For many commentators Obama’s albeit welcome re-election has simply turned the clock on American politics back a couple of days, the status quo ante restored. The scale of the challenges domestically and internationally, the debt, the congressional gridlock, the national malaise, all once again circumscribing the possible as if nothing had changed. We can only expect more of the same inertia, they say. Particularly since the House of Representatives remains firmly Republican.
Yet elections can and do create a new dynamic. New political mandates, and the very fact of passing out of the stultifying pre-election season, can give new political legitimacy and wings to policies previously relegated to the “some day” tray.
It is hoped immigration reform, particularly the idea of a path to citizenship for illegals, may become a case in point, not least because Obama owes the growing Hispanic community a considerable debt of honour (seven in 10 voted for him). Obama, unable to run again because of term limits, has nothing to lose – we must hope he will be brave.
Obama has also insisted optimistically in recent days, perhaps with justice, that congressional Republicans have to and will respond to his new mandate with a new flexibility ahead of the fiscal cliff the country faces in December. The balance of political advantage in forcing the country down the road of massive automatic fiscal adjustments is no longer there for Republicans . They will certainly now be blamed and punished for the resulting pain and chaos.
That dilemma for the Republicans goes to the heart of the hard questions this election asks of the party about its own future. Its candidate inevitably became a personification of the irreconcilable demands of electoral success on the one hand, and ideological puritanism in the rank and file on the other.

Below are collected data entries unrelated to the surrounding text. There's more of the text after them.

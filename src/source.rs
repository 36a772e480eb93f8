//! Pull-based row sources
//!
//! The exporter pulls rows one at a time from a [`RowSource`] until it
//! returns [`Pulled::EndOfData`]. Three kinds of sources are provided:
//!
//! - any closure `FnMut(usize) -> Result<Pulled>`
//! - [`rows_from_iter`] for iterators of rows
//! - [`use_row_channel`] for push-style producers running on their own thread
//!
//! # Channel example
//!
//! ```no_run
//! use excelstream_exporter::source::use_row_channel;
//! use excelstream_exporter::{Exporter, Row, SheetSpec};
//!
//! # fn main() -> excelstream_exporter::Result<()> {
//! let source = use_row_channel(|sink| {
//!     for i in 0..1_000_i64 {
//!         sink.send(Row::new([i, i * 2]))?;
//!     }
//!     Ok(())
//! });
//!
//! let exporter = Exporter::new("numbers.xlsx", true)?;
//! exporter.export(vec![SheetSpec::new("Numbers", source)])?;
//! # Ok(())
//! # }
//! ```

use std::sync::mpsc::{self, Receiver, SyncSender};
use std::sync::Arc;
use std::thread::{self, JoinHandle};

use parking_lot::Mutex;
use tracing::{debug, warn};

use crate::error::{ExcelError, Result};
use crate::types::{Pulled, Row};

/// Pull contract producing one row per call
///
/// `index` starts at 0 and grows by one per successful pull. It counts rows
/// of the logical sheet and knows nothing about physical sheet splits.
/// After returning [`Pulled::EndOfData`] a source is not pulled again.
pub trait RowSource {
    /// Produce the row at `index`, or the end marker
    fn pull(&mut self, index: usize) -> Result<Pulled>;
}

impl<F> RowSource for F
where
    F: FnMut(usize) -> Result<Pulled>,
{
    fn pull(&mut self, index: usize) -> Result<Pulled> {
        self(index)
    }
}

/// Row source backed by an iterator
pub struct IterSource<I> {
    rows: I,
}

impl<I> RowSource for IterSource<I>
where
    I: Iterator<Item = Row>,
{
    fn pull(&mut self, _index: usize) -> Result<Pulled> {
        Ok(self.rows.next().into())
    }
}

/// Wrap any collection or iterator of rows as a row source
pub fn rows_from_iter<I>(rows: I) -> IterSource<I::IntoIter>
where
    I: IntoIterator<Item = Row>,
{
    IterSource {
        rows: rows.into_iter(),
    }
}

type Produce = Box<dyn FnOnce(RowSender) -> Result<()> + Send>;
type FailureSlot = Arc<Mutex<Option<Arc<ExcelError>>>>;

/// Sending half handed to a channel producer
///
/// Each `send` blocks until the exporter pulls the row.
pub struct RowSender {
    tx: SyncSender<Row>,
}

impl RowSender {
    /// Hand one row to the exporter
    ///
    /// Fails with [`ExcelError::ConsumerGone`] once the consuming source has
    /// been dropped, e.g. because the export aborted. Producers should stop
    /// on this error.
    pub fn send(&self, row: Row) -> Result<()> {
        self.tx.send(row).map_err(|_| ExcelError::ConsumerGone)
    }
}

enum ChannelState {
    NotStarted(Produce),
    Running {
        rx: Receiver<Row>,
        failure: FailureSlot,
        handle: JoinHandle<()>,
    },
    Finished(Option<Arc<ExcelError>>),
}

/// Row source fed by a push-style producer on a background thread
///
/// The producer starts lazily on the first pull and hands rows over a
/// zero-capacity channel, so it can never run ahead of the exporter.
/// Only one consumer is supported.
///
/// Dropping the source disconnects the channel: a producer blocked in
/// [`RowSender::send`] gets [`ExcelError::ConsumerGone`] and can exit.
/// The thread itself is detached, not joined.
pub struct ChannelSource {
    state: ChannelState,
    pulled: usize,
}

/// Build a row source from a push-style producer
pub fn use_row_channel<F>(produce: F) -> ChannelSource
where
    F: FnOnce(RowSender) -> Result<()> + Send + 'static,
{
    ChannelSource {
        state: ChannelState::NotStarted(Box::new(produce)),
        pulled: 0,
    }
}

impl ChannelSource {
    /// Number of rows received so far
    pub fn rows_received(&self) -> usize {
        self.pulled
    }

    fn start(produce: Produce) -> Result<ChannelState> {
        let (tx, rx) = mpsc::sync_channel::<Row>(0);
        let failure: FailureSlot = Arc::new(Mutex::new(None));
        let slot = Arc::clone(&failure);

        let handle = thread::Builder::new()
            .name("row-producer".to_string())
            .spawn(move || {
                let result = produce(RowSender { tx: tx.clone() });
                if let Err(err) = result {
                    debug!(error = %err, "row producer finished with error");
                    *slot.lock() = Some(Arc::new(err));
                }
                // The channel closes here, after the failure is recorded.
                drop(tx);
            })?;

        Ok(ChannelState::Running {
            rx,
            failure,
            handle,
        })
    }
}

impl RowSource for ChannelSource {
    fn pull(&mut self, _index: usize) -> Result<Pulled> {
        if matches!(self.state, ChannelState::NotStarted(_)) {
            let placeholder = ChannelState::Finished(None);
            if let ChannelState::NotStarted(produce) = std::mem::replace(&mut self.state, placeholder)
            {
                self.state = Self::start(produce)?;
            }
        }

        let received = match &self.state {
            ChannelState::Running { rx, .. } => rx.recv().ok(),
            ChannelState::Finished(Some(err)) => {
                return Err(ExcelError::Producer(Arc::clone(err)));
            }
            ChannelState::Finished(None) => return Ok(Pulled::EndOfData),
            ChannelState::NotStarted(_) => {
                return Err(ExcelError::InvalidState(
                    "row producer was not started".to_string(),
                ));
            }
        };

        if let Some(row) = received {
            self.pulled += 1;
            return Ok(Pulled::Row(row));
        }

        // Channel closed: the producer has returned and recorded its outcome.
        match std::mem::replace(&mut self.state, ChannelState::Finished(None)) {
            ChannelState::Running {
                failure, handle, ..
            } => self.finish(failure, handle),
            other => {
                self.state = other;
                Ok(Pulled::EndOfData)
            }
        }
    }
}

impl ChannelSource {
    fn finish(&mut self, failure: FailureSlot, handle: JoinHandle<()>) -> Result<Pulled> {
        if let Err(panic) = handle.join() {
            let message = panic
                .downcast_ref::<&str>()
                .map(|s| s.to_string())
                .or_else(|| panic.downcast_ref::<String>().cloned())
                .unwrap_or_else(|| "unknown panic".to_string());
            warn!(%message, "row producer panicked");
            let err = Arc::new(ExcelError::ProducerPanicked(message));
            self.state = ChannelState::Finished(Some(Arc::clone(&err)));
            return Err(ExcelError::Producer(err));
        }

        let recorded = failure.lock().take();
        debug!(rows = self.pulled, failed = recorded.is_some(), "row producer closed channel");
        self.state = ChannelState::Finished(recorded.clone());
        match recorded {
            Some(err) => Err(ExcelError::Producer(err)),
            None => Ok(Pulled::EndOfData),
        }
    }
}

Mitt Romney was held hostage by conservative activists still wedded to a narrative of another age, an anglo, white, and insular America that a majority of voters could not recognise. His extraordinary success against Obama was only possible by posing as all things to all men. Now the party must learn to reconcile itself to the new demography of America, or die – it needs, as one commentator put it, a “Bill Clinton moment” to restore its electability as the former president did to the Democratic Party. But there are no obvious Clintons in the fold.